Report back every line below that carries the word "serviceA".

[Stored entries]
--- START ---
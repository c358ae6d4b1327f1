//! Demo service state machines used by the scenarios and the CLI.
//!
//! Three small services, each starting `idle` with `null` data:
//! - `serviceA`: idle --start--> processing --finish--> completed
//! - `serviceB`: idle --request--> waiting --response--> completed
//! - `serviceC`: idle --initialize--> running --terminate--> terminated

use sest_core::{StateMachine, Transition};
use sest_env::ServiceState;

pub const SERVICE_A: &str = "serviceA";
pub const SERVICE_B: &str = "serviceB";
pub const SERVICE_C: &str = "serviceC";

/// Worker-style service.
pub fn service_a() -> StateMachine {
    StateMachine::new(ServiceState::with_status("idle"))
        .with_transition(Transition::new("start", ["idle"], "processing"))
        .with_transition(Transition::new("finish", ["processing"], "completed"))
}

/// Request/response service.
pub fn service_b() -> StateMachine {
    StateMachine::new(ServiceState::with_status("idle"))
        .with_transition(Transition::new("request", ["idle"], "waiting"))
        .with_transition(Transition::new("response", ["waiting"], "completed"))
}

/// Long-running daemon service.
pub fn service_c() -> StateMachine {
    StateMachine::new(ServiceState::with_status("idle"))
        .with_transition(Transition::new("initialize", ["idle"], "running"))
        .with_transition(Transition::new("terminate", ["running"], "terminated"))
}

/// Returns all demo services keyed by name.
pub fn demo_machines() -> Vec<(&'static str, StateMachine)> {
    vec![
        (SERVICE_A, service_a()),
        (SERVICE_B, service_b()),
        (SERVICE_C, service_c()),
    ]
}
--- END ---
### [TASK RESPONSE]
//! - `serviceA`: idle --start--> processing --finish--> completed
pub const SERVICE_A: &str = "serviceA";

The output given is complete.